A couple days ago FOX, that ever objective and factual news station, ran a story called:
"School Officials in Mass. Town Won't Let Students Recite Pledge of Allegiance"
Guess what happened. I'll give you three but I'm sure you only need one:
Arlington police are investigating threatening messages sent to School Committee members yesterday in response to a controversy surrounding reciting the Pledge of Allegiance in school.

Police Captain Robert Bongiorno would not specify which committee members received the messages, but he said some were anti-Semitic.

“The messages are offensive and hateful and potentially criminal,’’ Bongiorno said.

Police launched the investigation as school officials blasted what they said were incorrect reports by Fox News that the School Committee had banned the pledge in Arlington schools.

“It is unfortunate that the national media has chosen to distort this very serious debate in a manner which so badly misinforms the public,’’ committee chairman Joseph Curro said in a press release yesterday. “Recent reports have done little to present the facts . . . and have been seized upon by many people throughout the country to target our dedicated school leaders with unwarranted hate mail and threats.’’

As the Globe reported yesterday, controversy about reciting the pledge in Arlington schools began last week when Arlington High School senior Sean Harrington requested that the pledge be led each day at school. The Pledge of Allegiance has not been said at the high school for years, and the School Committee voted 3-to-3 on a motion that would have required a daily, but voluntary, recitation of the pledge to be led over the intercom. Because of the tie vote, the motion failed.

School Committee members said they would look into enacting a pledge policy this summer, and on Tuesday, Arlington High principal Charles Skidmore told the Globe he would lead the pledge in the school’s auditorium every morning for students who wished to say it. Harrington said he still wants the pledge broadcast into each classroom.

In a telephone interview yesterday, Curro said that since incorrect reports by Fox News that Arlington had banned the pledge, committee members have been receiving messages from “all over the country.’’

Curro said a couple of the messages sent to committee members included indirect threats and one said the members should go to North Korea, where their throats would be slit.
Ah, yes. There's some patriotism for you. Or not.

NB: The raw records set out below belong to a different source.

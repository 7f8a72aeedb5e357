//! Domain-level error types.
//!
//! These errors are transport agnostic. Inbound adapters map them to HTTP
//! responses; the domain only decides the category, message, and optional
//! structured details.

use serde::{Deserialize, Serialize};
use serde_json::Value;

use super::TraceId;

/// Response header carrying the request trace identifier.
pub const TRACE_ID_HEADER: &str = "trace-id";

/// Stable machine-readable error code describing the failure category.
#[derive(Debug, Clone, Copy, PartialEq, Eq, Hash, Serialize, Deserialize)]
#[non_exhaustive]
#[serde(rename_all = "snake_case")]
pub enum ErrorCode {
    /// The request is malformed or fails validation.
    InvalidRequest,
    /// Authentication failed or is missing.
    Unauthorized,
    /// Authenticated but not permitted to perform this action.
    Forbidden,
    /// The requested resource does not exist.
    NotFound,
    /// A backing service (usually the database) cannot be reached.
    ServiceUnavailable,
    /// An unexpected error occurred inside the domain.
    InternalError,
}

impl ErrorCode {
    /// Fallback message used when a caller supplies a blank one.
    #[must_use]
    pub const fn default_message(self) -> &'static str {
        match self {
            Self::InvalidRequest => "Invalid request",
            Self::Unauthorized => "Unauthorized",
            Self::Forbidden => "Forbidden",
            Self::NotFound => "Not found",
            Self::ServiceUnavailable => "Service unavailable",
            Self::InternalError => "Internal server error",
        }
    }
}

/// Validation errors raised by the fallible constructors.
#[derive(Debug, Clone, PartialEq, Eq, thiserror::Error)]
pub enum ErrorValidationError {
    /// The message was empty once trimmed.
    #[error("error message must not be empty")]
    EmptyMessage,
    /// The trace identifier was empty once trimmed.
    #[error("trace identifier must not be empty")]
    EmptyTraceId,
}

/// Domain error payload.
///
/// Construction captures the trace identifier in scope, if any, so errors
/// raised while serving a request are correlated without extra plumbing.
///
/// ## Invariants
/// - `message` is non-empty once trimmed.
/// - `trace_id`, when present, is non-empty once trimmed.
///
/// # Examples
/// ```
/// use event_api::domain::{Error, ErrorCode};
///
/// let err = Error::not_found("event 7 not found");
/// assert_eq!(err.code(), ErrorCode::NotFound);
/// assert_eq!(err.message(), "event 7 not found");
/// ```
#[derive(Debug, Clone, PartialEq, Serialize, Deserialize)]
#[serde(try_from = "ErrorDto", into = "ErrorDto")]
pub struct Error {
    code: ErrorCode,
    message: String,
    trace_id: Option<String>,
    details: Option<Value>,
}

impl Error {
    /// Create a new error.
    ///
    /// A blank message is replaced by [`ErrorCode::default_message`].
    pub fn new(code: ErrorCode, message: impl Into<String>) -> Self {
        Self::try_new(code, message).unwrap_or_else(|_| Self {
            code,
            message: code.default_message().to_owned(),
            trace_id: current_trace_id(),
            details: None,
        })
    }

    /// Fallible constructor that validates the message content.
    ///
    /// # Errors
    /// Returns [`ErrorValidationError::EmptyMessage`] for blank messages.
    pub fn try_new(
        code: ErrorCode,
        message: impl Into<String>,
    ) -> Result<Self, ErrorValidationError> {
        let message = message.into();
        if message.trim().is_empty() {
            return Err(ErrorValidationError::EmptyMessage);
        }
        Ok(Self {
            code,
            message,
            trace_id: current_trace_id(),
            details: None,
        })
    }

    /// Stable machine-readable error code.
    #[must_use]
    pub fn code(&self) -> ErrorCode {
        self.code
    }

    /// Human-readable message returned to adapters.
    #[must_use]
    pub fn message(&self) -> &str {
        self.message.as_str()
    }

    /// Correlation identifier, when one was in scope or attached explicitly.
    #[must_use]
    pub fn trace_id(&self) -> Option<&str> {
        self.trace_id.as_deref()
    }

    /// Supplementary error details for adapters.
    #[must_use]
    pub fn details(&self) -> Option<&Value> {
        self.details.as_ref()
    }

    /// Attach a trace identifier, replacing any captured one.
    ///
    /// Blank identifiers are ignored.
    #[must_use]
    pub fn with_trace_id(mut self, id: impl Into<String>) -> Self {
        let id = id.into();
        if !id.trim().is_empty() {
            self.trace_id = Some(id);
        }
        self
    }

    /// Attach a trace identifier, rejecting blank values.
    ///
    /// # Errors
    /// Returns [`ErrorValidationError::EmptyTraceId`] for blank identifiers.
    pub fn try_with_trace_id(
        mut self,
        id: impl Into<String>,
    ) -> Result<Self, ErrorValidationError> {
        let id = id.into();
        if id.trim().is_empty() {
            return Err(ErrorValidationError::EmptyTraceId);
        }
        self.trace_id = Some(id);
        Ok(self)
    }

    /// Attach structured details to the error.
    ///
    /// # Examples
    /// ```
    /// use event_api::domain::Error;
    /// use serde_json::json;
    ///
    /// let err = Error::invalid_request("bad")
    ///     .with_details(json!({ "errors": [] }));
    /// assert!(err.details().is_some());
    /// ```
    #[must_use]
    pub fn with_details(mut self, details: Value) -> Self {
        self.details = Some(details);
        self
    }

    /// Convenience constructor for [`ErrorCode::InvalidRequest`].
    pub fn invalid_request(message: impl Into<String>) -> Self {
        Self::new(ErrorCode::InvalidRequest, message)
    }

    /// Convenience constructor for [`ErrorCode::Unauthorized`].
    pub fn unauthorized(message: impl Into<String>) -> Self {
        Self::new(ErrorCode::Unauthorized, message)
    }

    /// Convenience constructor for [`ErrorCode::Forbidden`].
    pub fn forbidden(message: impl Into<String>) -> Self {
        Self::new(ErrorCode::Forbidden, message)
    }

    /// Convenience constructor for [`ErrorCode::NotFound`].
    pub fn not_found(message: impl Into<String>) -> Self {
        Self::new(ErrorCode::NotFound, message)
    }

    /// Convenience constructor for [`ErrorCode::ServiceUnavailable`].
    pub fn service_unavailable(message: impl Into<String>) -> Self {
        Self::new(ErrorCode::ServiceUnavailable, message)
    }

    /// Convenience constructor for [`ErrorCode::InternalError`].
    pub fn internal(message: impl Into<String>) -> Self {
        Self::new(ErrorCode::InternalError, message)
    }
}

fn current_trace_id() -> Option<String> {
    TraceId::current().map(|id| id.to_string())
}

impl std::fmt::Display for Error {
    fn fmt(&self, f: &mut std::fmt::Formatter<'_>) -> std::fmt::Result {
        write!(f, "{}", self.message)
    }
}

impl std::error::Error for Error {}

#[derive(Debug, Clone, Serialize, Deserialize)]
#[serde(rename_all = "camelCase")]
#[serde(deny_unknown_fields)]
struct ErrorDto {
    code: ErrorCode,
    message: String,
    #[serde(default, skip_serializing_if = "Option::is_none", alias = "trace_id")]
    trace_id: Option<String>,
    #[serde(default, skip_serializing_if = "Option::is_none")]
    details: Option<Value>,
}

impl From<Error> for ErrorDto {
    fn from(value: Error) -> Self {
        Self {
            code: value.code,
            message: value.message,
            trace_id: value.trace_id,
            details: value.details,
        }
    }
}

impl TryFrom<ErrorDto> for Error {
    type Error = ErrorValidationError;

    fn try_from(value: ErrorDto) -> Result<Self, Self::Error> {
        let ErrorDto {
            code,
            message,
            trace_id,
            details,
        } = value;

        if message.trim().is_empty() {
            return Err(ErrorValidationError::EmptyMessage);
        }
        // Deserialised payloads keep only their own trace identifier.
        let error = Self {
            code,
            message,
            trace_id: None,
            details,
        };
        match trace_id {
            Some(id) => error.try_with_trace_id(id),
            None => Ok(error),
        }
    }
}

#[cfg(test)]
mod tests;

According to this RawStory article:
At a school committee meeting last week, Harrington delivered what a story in the Arlington Patch described as "an impassioned speech ... reminding the members that 'freedom is not free.'" The committee ultimately deadlocked, however, on a proposal for a voluntary recitation of the Pledge to be led each day over the intercom, with some members expressing concerns about infringing on the rights of students and teachers who did not wish to participate.

"The exchange that followed the vote became quite heated," the Patch reports, "with Harrington's supporters vocalizing their disapproval and shouting expletives at the Committee."

"They told us to go back to our own countries," Chairman Curro told the Globe.
Nice. I'm sure Mr. Harrington was duly upset about such actions from his supporters, right?
"I was really heartbroken," Harrington said of the deadlocked vote. "It's hard to think that something so traditional in American society was turned down. ... It tells me that we've basically cast aside what our country is founded on."
Well then. The tie vote on forcing people to listen to the pledge every day tells me that some people on the committee are reasonable. Harrington's statement, however, tells me that I'm right to be a bit concerned about his school's history program, though the drama program seems to have at least one star here.

And I don't have to imagine that Harrington and I do not see eye to eye on the pledge issue.